Mullen’s statements and others by Defense Secretary Robert M. Gates recently signal a new rhetorical onslaught by the Bush administration against Iran, amid what officials say is increased Iranian provision of weapons, training and financing to Iraqi groups that are attacking and killing Americans.
Message to all: Admiral Mullen is no peacenik. If the circumstances present themselves, he will follow orders like anyone else.

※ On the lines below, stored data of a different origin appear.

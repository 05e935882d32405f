//! Error types for precog.
//!
//! All errors are strongly typed using thiserror so callers can pattern match
//! on the failure class. Only `Input` and `Configuration` errors abort a run;
//! the remaining classes degrade the affected signal and are recorded as
//! processing notes.

use thiserror::Error;

use crate::entity::EntityId;

/// Invalid run inputs, detected at hypothesis generation.
#[derive(Debug, Clone, PartialEq, Error)]
pub enum InputError {
    #[error("No profile for entity '{entity_id}' and no template for vertical '{vertical}'")]
    NoProfileOrTemplate {
        entity_id: EntityId,
        vertical: String,
    },

    #[error("No profile for entity '{entity_id}' and no vertical supplied")]
    MissingVertical {
        entity_id: EntityId,
    },

    #[error("Entity id cannot be empty")]
    EmptyEntityId,

    #[error("Capability catalog is empty")]
    EmptyCatalog,
}

/// Invalid configuration or options, detected before the first pass.
#[derive(Debug, Clone, PartialEq, Error)]
pub enum ConfigurationError {
    #[error("max_passes must be at least 1, got {value}")]
    InvalidMaxPasses {
        value: i64,
    },

    #[error("Budget field '{field}' must be positive, got {value}")]
    NonPositiveBudget {
        field: String,
        value: f64,
    },

    #[error("Value {value} for '{field}' is out of range [{min}, {max}]")]
    OutOfRange {
        field: String,
        value: f64,
        min: f64,
        max: f64,
    },

    #[error("Field '{field}' must be non-zero")]
    Zero {
        field: String,
    },

    #[error("Failed to read configuration from {path}: {message}")]
    Io {
        path: String,
        message: String,
    },

    #[error("Failed to parse configuration: {message}")]
    Parse {
        message: String,
    },
}

/// Failures reported by an external collaborator.
#[derive(Debug, Clone, PartialEq, Error)]
pub enum CollaboratorError {
    #[error("{operation} timed out after {duration_ms}ms")]
    Timeout {
        operation: String,
        duration_ms: u64,
    },

    #[error("{service} is unavailable: {message}")]
    Unavailable {
        service: String,
        message: String,
    },

    #[error("Transient failure: {message}")]
    Transient {
        message: String,
    },

    #[error("Backend error: {message}")]
    Backend {
        message: String,
    },

    #[error("Operation cancelled")]
    Cancelled,
}

impl CollaboratorError {
    /// Creates a transient error.
    #[must_use]
    pub fn transient(message: impl Into<String>) -> Self {
        Self::Transient {
            message: message.into(),
        }
    }

    /// Creates an unavailable error for the named service.
    #[must_use]
    pub fn unavailable(service: impl Into<String>, message: impl Into<String>) -> Self {
        Self::Unavailable {
            service: service.into(),
            message: message.into(),
        }
    }

    /// Creates a backend error.
    #[must_use]
    pub fn backend(message: impl Into<String>) -> Self {
        Self::Backend {
            message: message.into(),
        }
    }

    /// Returns true if retrying the same call may succeed.
    #[must_use]
    pub const fn is_retryable(&self) -> bool {
        matches!(self, Self::Timeout { .. } | Self::Transient { .. })
    }
}

/// Top-level error type for precog.
#[derive(Debug, Error)]
pub enum DiscoveryError {
    #[error("Input error: {0}")]
    Input(#[from] InputError),

    #[error("Configuration error: {0}")]
    Configuration(#[from] ConfigurationError),

    #[error("Evidence collection failed for '{category}' on {channel}: {source}")]
    EvidenceCollection {
        category: String,
        channel: String,
        #[source]
        source: CollaboratorError,
    },

    #[error("Reasoning validation unavailable for '{category}': {source}")]
    ValidationService {
        category: String,
        #[source]
        source: CollaboratorError,
    },

    #[error("Persistence failed during {operation}: {source}")]
    Persistence {
        operation: String,
        #[source]
        source: CollaboratorError,
    },

    #[error("Pass {pass} was cancelled")]
    Cancelled {
        pass: u32,
    },

    #[error("Internal error: {message}")]
    Internal {
        message: String,
    },
}

impl DiscoveryError {
    /// Creates an internal error.
    #[must_use]
    pub fn internal(message: impl Into<String>) -> Self {
        Self::Internal {
            message: message.into(),
        }
    }

    /// Returns true if this error aborts a run instead of degrading a signal.
    #[must_use]
    pub const fn is_fatal(&self) -> bool {
        matches!(
            self,
            Self::Input(_) | Self::Configuration(_) | Self::Internal { .. }
        )
    }

    /// Returns true if this is an input error.
    #[must_use]
    pub const fn is_input(&self) -> bool {
        matches!(self, Self::Input(_))
    }

    /// Returns true if this is a configuration error.
    #[must_use]
    pub const fn is_configuration(&self) -> bool {
        matches!(self, Self::Configuration(_))
    }

    /// Returns true if this error is retryable.
    #[must_use]
    pub const fn is_retryable(&self) -> bool {
        match self {
            Self::EvidenceCollection { source, .. }
            | Self::ValidationService { source, .. }
            | Self::Persistence { source, .. } => source.is_retryable(),
            _ => false,
        }
    }
}

/// Result type alias for precog operations.
pub type DiscoveryResult<T> = Result<T, DiscoveryError>;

This years’ hard-to-find “WMD” is hard evidence of Iranian military fingerprints in Iraq. So far, the evidence has been less than compelling:
Army Gen. David H. Petraeus, the top U.S. commander in Iraq, who was nominated this week to head all U.S. forces in the Middle East, is preparing a briefing soon to lay out detailed evidence of increased Iranian involvement in Iraq, Mullen said. The briefing will detail, for example, the discovery in Iraq of weapons that were very recently manufactured in Iran, he said.
“The Iranian government pledged to halt such activities some months ago. It’s plainly obvious they have not. Indeed, they seem to have gone the other way,” Mullen said.
He said recent unrest in the southern Iraqi city of Basra had highlighted a “level of involvement” by Iran that had not been understood by the U.S. military previously. “It became very, very visible in ways that we hadn’t seen before,” he said.
But while Mullen and Gates have recently stated that Tehran must know of Iranian actions in Iraq, which they say are led by Iran’s Revolutionary Guard, Mullen said he has “no smoking gun which could prove that the highest leadership [of Iran] is involved in this.”
That’s a problem, all right, but it’s likely that something will be bound to turn up - like the planted drugs in Serpico.